Fetal/Neonatal adverse reactions: Based on the pharmacologic activity of Factor Xa inhibitors and the potential to cross the placenta, bleeding may occur at any site in the fetus and/or neonate.
Labor or delivery: The risk of bleeding should be balanced with the risk of thrombotic events when considering use in this setting.
There are no adequate or well-controlled studies of XARELTO in pregnant women, and dosing for pregnant women has not been established. Post-marketing experience is currently insufficient to determine a rivaroxaban-associated risk for major birth defects or miscarriage.
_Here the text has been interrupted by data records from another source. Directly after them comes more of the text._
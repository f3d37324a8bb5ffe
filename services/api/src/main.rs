use hire_sync_api::run;

#[tokio::main]
async fn main() {
    if let Err(err) = run().await {
        eprintln!("application error: {err}");
        std::process::exit(1);
    }
}
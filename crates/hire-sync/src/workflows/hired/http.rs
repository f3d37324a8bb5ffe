use std::time::Duration;

use reqwest::header::{HeaderMap, HeaderName, HeaderValue, ACCEPT};
use reqwest::{Client, RequestBuilder, Url};
use serde::de::DeserializeOwned;
use tracing::debug;

use super::gateway::{ClientBuildError, UpstreamError, UpstreamFailure};

/// Shared reqwest plumbing for the Pinpoint and HiBob clients.
#[derive(Debug, Clone)]
pub(crate) struct UpstreamHttp {
    client: Client,
    base_url: Url,
}

impl UpstreamHttp {
    /// `credential` is installed as a default header and marked sensitive.
    pub(crate) fn new(
        name: &'static str,
        base_url: &str,
        credential: (HeaderName, String),
        timeout: Duration,
    ) -> Result<Self, ClientBuildError> {
        let base_url = parse_base_url(name, base_url)?;

        let (header_name, header_value) = credential;
        let mut value = HeaderValue::from_str(&header_value)
            .map_err(|_| ClientBuildError::InvalidCredential { client: name })?;
        value.set_sensitive(true);

        let mut headers = HeaderMap::new();
        headers.insert(header_name, value);
        headers.insert(ACCEPT, HeaderValue::from_static("application/json"));

        let client = Client::builder()
            .default_headers(headers)
            .timeout(timeout)
            .build()
            .map_err(|err| ClientBuildError::Http(err.to_string()))?;

        Ok(Self { client, base_url })
    }

    /// Join path segments onto the base url, percent-encoding each one.
    pub(crate) fn endpoint(&self, segments: &[&str]) -> Url {
        let mut url = self.base_url.clone();
        if let Ok(mut path) = url.path_segments_mut() {
            path.pop_if_empty().extend(segments);
        }
        url
    }

    pub(crate) fn get(&self, url: Url) -> RequestBuilder {
        self.client.get(url)
    }

    pub(crate) fn post(&self, url: Url) -> RequestBuilder {
        self.client.post(url)
    }
}

fn parse_base_url(name: &'static str, raw: &str) -> Result<Url, ClientBuildError> {
    let invalid = || ClientBuildError::InvalidBaseUrl {
        client: name,
        url: raw.to_string(),
    };

    let url = Url::parse(raw.trim()).map_err(|_| invalid())?;
    if url.cannot_be_a_base() || !matches!(url.scheme(), "http" | "https") {
        return Err(invalid());
    }
    Ok(url)
}

#[derive(Debug, Clone, Copy, PartialEq, Eq)]
pub(crate) enum OperationKind {
    Fetch,
    Write,
}

/// Names a single upstream call so failures carry their context.
#[derive(Debug, Clone)]
pub(crate) struct UpstreamOperation {
    kind: OperationKind,
    resource: String,
}

impl UpstreamOperation {
    pub(crate) fn fetch(resource: impl Into<String>) -> Self {
        Self {
            kind: OperationKind::Fetch,
            resource: resource.into(),
        }
    }

    pub(crate) fn write(resource: impl Into<String>) -> Self {
        Self {
            kind: OperationKind::Write,
            resource: resource.into(),
        }
    }

    pub(crate) fn failed(&self, failure: UpstreamFailure) -> UpstreamError {
        let resource = self.resource.clone();
        match self.kind {
            OperationKind::Fetch => UpstreamError::Fetch { resource, failure },
            OperationKind::Write => UpstreamError::Write { resource, failure },
        }
    }

    /// Send the request and return the raw body of a 2xx response.
    pub(crate) async fn send(&self, request: RequestBuilder) -> Result<String, UpstreamError> {
        let response = request
            .send()
            .await
            .map_err(|err| self.failed(UpstreamFailure::Transport(err.to_string())))?;

        let status = response.status();
        let body = response
            .text()
            .await
            .map_err(|err| self.failed(UpstreamFailure::Transport(err.to_string())))?;

        debug!(resource = %self.resource, status = status.as_u16(), "upstream responded");

        if !status.is_success() {
            return Err(self.failed(UpstreamFailure::Status {
                status: status.as_u16(),
                body,
            }));
        }

        Ok(body)
    }

    pub(crate) fn decode<T: DeserializeOwned>(&self, body: &str) -> Result<T, UpstreamError> {
        serde_json::from_str(body)
            .map_err(|err| self.failed(UpstreamFailure::Decode(err.to_string())))
    }
}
Lactation: Rivaroxaban has been detected in human milk. There are insufficient data to determine the effects of rivaroxaban on the breastfed child or on milk production. Consider the developmental and health benefits of breastfeeding along with the mother’s clinical need for XARELTO and any potential adverse effects on the breastfed infant from XARELTO or from the underlying maternal condition.
Females and Males of Reproductive Potential: Females of reproductive potential requiring anticoagulation should discuss pregnancy planning with their physician.
Pediatric Use: Safety and effectiveness in pediatric patients have not been established.
OVERDOSAGE

Overdose of XARELTO may lead to hemorrhage. Discontinue XARELTO and initiate appropriate therapy if bleeding complications associated with overdosage occur. An agent to reverse the anti-factor Xa activity of rivaroxaban is available.
ADVERSE REACTIONS IN CLINICAL STUDIES

Most common adverse reactions with XARELTO were bleeding complications.